研究課題
ワイル半金属NbAsの大型単結晶を合成し、阪大強磁場センターにおいて様々な磁場方向下で量子振動を測定し、位相を解析することによりワイル点ペアを含む系のランダウ準位構造について詳しく調べた。その結果、磁場方位によって系のトポロジーは変化しないにも関わらず、量子振動の位相は0かπのどちらかの値を取ることと、その間の変化が不連続であることを観測した。この結果は、ゼロモードの数と量子振動の位相との間に従来系のような単純な対応関係が成立しないことを意味しており、ワイル半金属ではフェルミ準位によって量子振動の位相が変化するために、ベリー位相との対応が非自明であることを示している。また、様々な結晶軸方向に試料を切り出して針状に整形し、形状効果を排除した状態でカイラルアノマリーに起因する負の磁気抵抗効果の測定を行った。その効果は面間において明瞭に観測され、角度依存性の測定から結晶軸(電場方向に平行)からわずかにずれた磁場方向で極小値を取る結果が得られた。
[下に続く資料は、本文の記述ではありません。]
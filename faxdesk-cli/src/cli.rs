use std::path::PathBuf;

use clap::{Args, Parser, Subcommand, ValueEnum};
use faxdesk::{FaxCategory, FaxStatus, ReviewAction};

#[derive(Debug, Parser)]
#[command(name = "faxdesk", version, about = "Fax intake, categorization and review")]
pub struct Cli {
    /// JSON config file
    #[arg(long, short = 'c', value_name = "FILE", global = true)]
    pub config: Option<PathBuf>,

    #[arg(long, value_enum, default_value_t = LogFormat::Text, global = true)]
    pub log_format: LogFormat,

    #[command(subcommand)]
    pub command: Command,
}

#[derive(Debug, Clone, Copy, PartialEq, Eq, ValueEnum)]
pub enum LogFormat {
    Text,
    Json,
}

#[derive(Debug, Subcommand)]
pub enum Command {
    /// Poll the watch folder until Ctrl-C
    Watch,
    /// Run one scan of the watch folder and exit
    Scan,
    /// Ingest a single PDF or TIFF file
    Ingest { file: PathBuf },
    /// List faxes
    List(ListArgs),
    /// Faxes waiting for review, most urgent first
    Queue(PageArgs),
    /// Show one fax including extracted text
    Show {
        id: i64,
        /// Include feedback records
        #[arg(long)]
        feedback: bool,
    },
    /// Accept the AI category
    Approve {
        id: i64,
        #[arg(long)]
        reviewer: Option<String>,
    },
    /// Replace the AI category
    Override {
        id: i64,
        #[arg(long)]
        category: FaxCategory,
        #[arg(long)]
        reason: Option<String>,
        #[arg(long)]
        reviewer: Option<String>,
    },
    /// Approve or override several faxes
    Batch(BatchArgs),
    /// Mark a fax processed without review
    Process { id: i64 },
    /// Delete a fax and its feedback
    Delete { id: i64 },
    /// Record a category correction
    Feedback {
        id: i64,
        #[arg(long)]
        category: FaxCategory,
        #[arg(long)]
        text: Option<String>,
        #[arg(long)]
        by: Option<String>,
    },
    /// Aggregate statistics
    Stats,
    /// Review queue summary
    Summary,
    /// Read or change runtime settings
    Settings {
        #[command(subcommand)]
        command: SettingsCommand,
    },
    /// List the fax categories
    Categories,
}

#[derive(Debug, Args)]
pub struct PageArgs {
    #[arg(long)]
    pub limit: Option<u64>,
    #[arg(long)]
    pub offset: Option<u64>,
}

#[derive(Debug, Args)]
pub struct ListArgs {
    #[arg(long)]
    pub status: Option<FaxStatus>,
    #[arg(long)]
    pub category: Option<FaxCategory>,
    #[arg(long)]
    pub urgent: bool,
    #[command(flatten)]
    pub page: PageArgs,
}

#[derive(Debug, Args)]
pub struct BatchArgs {
    #[arg(long)]
    pub action: ReviewAction,
    /// Required for override
    #[arg(long)]
    pub category: Option<FaxCategory>,
    #[arg(long)]
    pub reason: Option<String>,
    #[arg(long)]
    pub reviewer: Option<String>,
    #[arg(required = true)]
    pub ids: Vec<i64>,
}

#[derive(Debug, Subcommand)]
pub enum SettingsCommand {
    /// Print typed settings, or one raw value
    Get { key: Option<String> },
    /// Store any key without validation
    Set { key: String, value: String },
    /// Validated update of the typed settings
    Update {
        #[arg(long)]
        watch_folder: Option<PathBuf>,
        #[arg(long)]
        auto_process: Option<bool>,
        #[arg(long)]
        require_review: Option<bool>,
        #[arg(long)]
        confidence_threshold: Option<f64>,
    },
}

#[cfg(test)]
mod tests {
    use super::*;

    #[test]
    fn test_override_parses_category_loosely() {
        let cli = Cli::try_parse_from([
            "faxdesk",
            "override",
            "7",
            "--category",
            "Lab Results",
        ])
        .unwrap();
        match cli.command {
            Command::Override { id, category, .. } => {
                assert_eq!(id, 7);
                assert_eq!(category, FaxCategory::LabResults);
            }
            other => panic!("unexpected command {:?}", other),
        }
    }

    #[test]
    fn test_batch_requires_ids() {
        assert!(Cli::try_parse_from(["faxdesk", "batch", "--action", "approve"]).is_err());

        let cli =
            Cli::try_parse_from(["faxdesk", "batch", "--action", "approve", "1", "2"]).unwrap();
        match cli.command {
            Command::Batch(args) => {
                assert_eq!(args.action, ReviewAction::Approve);
                assert_eq!(args.ids, vec![1, 2]);
            }
            other => panic!("unexpected command {:?}", other),
        }
    }

    #[test]
    fn test_global_flags_after_subcommand() {
        let cli = Cli::try_parse_from(["faxdesk", "stats", "--log-format", "json"]).unwrap();
        assert_eq!(cli.log_format, LogFormat::Json);
    }

    #[test]
    fn test_unknown_status_is_rejected() {
        assert!(Cli::try_parse_from(["faxdesk", "list", "--status", "filed"]).is_err());
    }
}
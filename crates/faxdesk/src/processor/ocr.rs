//! OCR engine for scanned pages.
//!
//! Built on tesseract through `leptess` when the `ocr` feature is enabled.
//! Without it every call reports the engine as unavailable.

use image::DynamicImage;

use crate::error::ExtractError;

pub const OCR_TOOL: &str = "Tesseract OCR";
pub const OCR_REMEDIATION: &str =
    "install tesseract (with language data) and rebuild faxdesk with `--features ocr`";

#[derive(Debug, Clone)]
pub struct OcrEngine {
    languages: String,
}

impl OcrEngine {
    pub fn new(languages: &[String]) -> Self {
        let languages = if languages.is_empty() {
            "eng".to_string()
        } else {
            languages.join("+")
        };
        Self { languages }
    }

    pub fn languages(&self) -> &str {
        &self.languages
    }

    #[cfg(feature = "ocr")]
    pub fn recognize(&self, img: &DynamicImage) -> Result<String, ExtractError> {
        use std::io::Cursor;

        let _span = tracing::info_span!("extract.ocr").entered();

        let mut png_data = Vec::new();
        img.write_to(&mut Cursor::new(&mut png_data), image::ImageFormat::Png)
            .map_err(|e| ExtractError::Ocr(format!("Failed to convert image: {}", e)))?;

        let mut lt = leptess::LepTess::new(None, &self.languages).map_err(|e| {
            ExtractError::ToolUnavailable {
                tool: OCR_TOOL.to_string(),
                remediation: format!("{} ({})", OCR_REMEDIATION, e),
            }
        })?;

        lt.set_image_from_mem(&png_data)
            .map_err(|e| ExtractError::Ocr(format!("Failed to set image for OCR: {}", e)))?;

        lt.get_utf8_text()
            .map_err(|e| ExtractError::Ocr(e.to_string()))
    }

    #[cfg(not(feature = "ocr"))]
    pub fn recognize(&self, _img: &DynamicImage) -> Result<String, ExtractError> {
        Err(ExtractError::ToolUnavailable {
            tool: OCR_TOOL.to_string(),
            remediation: OCR_REMEDIATION.to_string(),
        })
    }
}

#[cfg(test)]
mod tests {
    use super::*;

    #[test]
    fn test_languages_joined() {
        let engine = OcrEngine::new(&["eng".to_string(), "deu".to_string()]);
        assert_eq!(engine.languages(), "eng+deu");
    }

    #[test]
    fn test_default_language() {
        assert_eq!(OcrEngine::new(&[]).languages(), "eng");
    }

    #[cfg(not(feature = "ocr"))]
    #[test]
    fn test_unavailable_without_feature() {
        let engine = OcrEngine::new(&[]);
        let err = engine
            .recognize(&DynamicImage::new_luma8(2, 2))
            .unwrap_err();
        assert!(err.is_tool_unavailable());
        assert!(err.to_string().contains("--features ocr"));
    }
}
これは、カイラリティの異なるワイル点を結ぶ方向に対して磁場方向と電場方向との射影成分を考えると定量的に説明できるものであり、これまで1次元系でのみ考えられていたカイラルアノマリーを3次元系に拡張した場合に期待される結果である。3次元系では、電場と磁場によってカイラル粒子のエネルギー縮退を破った場合には電場磁場方向とは関係なくキャリアポンピングが起こりうることを示唆する結果でもある。これらのように、3次元系のワイル粒子について従来の理論研究で予想されていなかった基本的な性質を実験的に明らかにすることに成功した。
平成29年度が最終年度であるため、記入しない。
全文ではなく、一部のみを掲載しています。